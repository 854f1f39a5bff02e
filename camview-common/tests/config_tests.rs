//! Unit tests for configuration resolution and graceful degradation
//!
//! Tests:
//! - Priority order: CLI > environment > TOML > compiled defaults
//! - Missing TOML file does not stop startup
//! - Invalid values are rejected
//!
//! Note: Uses serial_test crate to prevent ENV variable race conditions.
//! Tests that manipulate CAMVIEW_* variables are marked with #[serial].

use camview_common::config::{
    CliOverrides, PlayerConfig, TomlConfig, DEFAULT_FALLBACK_BASE, DEFAULT_PORT,
    DEFAULT_PRIMARY_BASE, ENV_FALLBACK_BASE, ENV_PORT, ENV_PRIMARY_BASE,
    ENV_RECOVERY_DELAY_SECS,
};
use camview_common::Error;
use serial_test::serial;
use std::env;
use std::io::Write;
use std::time::Duration;

fn clear_env() {
    env::remove_var(ENV_PRIMARY_BASE);
    env::remove_var(ENV_FALLBACK_BASE);
    env::remove_var(ENV_RECOVERY_DELAY_SECS);
    env::remove_var(ENV_PORT);
}

fn relay_toml() -> TomlConfig {
    TomlConfig::parse(
        r#"
        port = 7000

        [relay]
        primary_base = "http://toml-relay:8889"
        fallback_base = "http://toml-relay:8888"
        recovery_delay_secs = 12

        [logging]
        level = "warn"
        "#,
    )
    .unwrap()
}

#[test]
#[serial]
fn test_defaults_when_nothing_configured() {
    clear_env();

    let config = PlayerConfig::resolve_with(&CliOverrides::default(), &TomlConfig::default())
        .unwrap();

    assert_eq!(config.port, DEFAULT_PORT);
    assert_eq!(config.primary_base, DEFAULT_PRIMARY_BASE);
    assert_eq!(config.fallback_base, DEFAULT_FALLBACK_BASE);
    assert_eq!(config.recovery_delay, Duration::from_secs(30));
    assert_eq!(config.log_level, "info");
}

#[test]
#[serial]
fn test_toml_overrides_defaults() {
    clear_env();

    let config = PlayerConfig::resolve_with(&CliOverrides::default(), &relay_toml()).unwrap();

    assert_eq!(config.port, 7000);
    assert_eq!(config.primary_base, "http://toml-relay:8889");
    assert_eq!(config.fallback_base, "http://toml-relay:8888");
    assert_eq!(config.recovery_delay, Duration::from_secs(12));
    assert_eq!(config.log_level, "warn");
}

#[test]
#[serial]
fn test_env_overrides_toml() {
    clear_env();
    env::set_var(ENV_PRIMARY_BASE, "http://env-relay:8889");
    env::set_var(ENV_RECOVERY_DELAY_SECS, "5");

    let config = PlayerConfig::resolve_with(&CliOverrides::default(), &relay_toml()).unwrap();

    assert_eq!(config.primary_base, "http://env-relay:8889");
    assert_eq!(config.fallback_base, "http://toml-relay:8888");
    assert_eq!(config.recovery_delay, Duration::from_secs(5));

    clear_env();
}

#[test]
#[serial]
fn test_cli_overrides_env() {
    clear_env();
    env::set_var(ENV_PORT, "7100");
    env::set_var(ENV_FALLBACK_BASE, "http://env-relay:8888");

    let cli = CliOverrides {
        port: Some(7200),
        fallback_base: Some("http://cli-relay:8888".to_string()),
        ..CliOverrides::default()
    };
    let config = PlayerConfig::resolve_with(&cli, &relay_toml()).unwrap();

    assert_eq!(config.port, 7200);
    assert_eq!(config.fallback_base, "http://cli-relay:8888");

    clear_env();
}

#[test]
#[serial]
fn test_invalid_env_value_is_rejected() {
    clear_env();
    env::set_var(ENV_RECOVERY_DELAY_SECS, "soon");

    let result = PlayerConfig::resolve_with(&CliOverrides::default(), &TomlConfig::default());
    assert!(matches!(result, Err(Error::Config(_))));

    clear_env();
}

#[test]
#[serial]
fn test_invalid_relay_base_is_rejected() {
    clear_env();

    let cli = CliOverrides {
        primary_base: Some("not a url".to_string()),
        ..CliOverrides::default()
    };
    let result = PlayerConfig::resolve_with(&cli, &TomlConfig::default());
    assert!(matches!(result, Err(Error::Config(_))));
}

#[test]
#[serial]
fn test_missing_config_file_falls_back_to_defaults() {
    clear_env();

    let dir = tempfile::tempdir().unwrap();
    let cli = CliOverrides {
        config_file: Some(dir.path().join("does-not-exist.toml")),
        ..CliOverrides::default()
    };
    let config = PlayerConfig::resolve(&cli).unwrap();

    assert_eq!(config, PlayerConfig::default());
}

#[test]
#[serial]
fn test_config_file_is_loaded() {
    clear_env();

    let mut file = tempfile::NamedTempFile::new().unwrap();
    writeln!(
        file,
        r#"
        [relay]
        primary_base = "https://relay.example.com:8889"
        "#
    )
    .unwrap();

    let cli = CliOverrides {
        config_file: Some(file.path().to_path_buf()),
        ..CliOverrides::default()
    };
    let config = PlayerConfig::resolve(&cli).unwrap();

    assert_eq!(config.primary_base, "https://relay.example.com:8889");
    assert_eq!(config.fallback_base, DEFAULT_FALLBACK_BASE);
}

#[test]
#[serial]
fn test_malformed_config_file_is_an_error() {
    clear_env();

    let mut file = tempfile::NamedTempFile::new().unwrap();
    writeln!(file, "port = \"not a number\"").unwrap();

    let cli = CliOverrides {
        config_file: Some(file.path().to_path_buf()),
        ..CliOverrides::default()
    };
    assert!(matches!(PlayerConfig::resolve(&cli), Err(Error::Toml(_))));
}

★ ★ ★ ★ ★ ★ ★

_Prompt_
Please show, exactly as written, every line above that contains the word "does".

_Result for this task_
//! - Missing TOML file does not stop startup
        config_file: Some(dir.path().join("does-not-exist.toml")),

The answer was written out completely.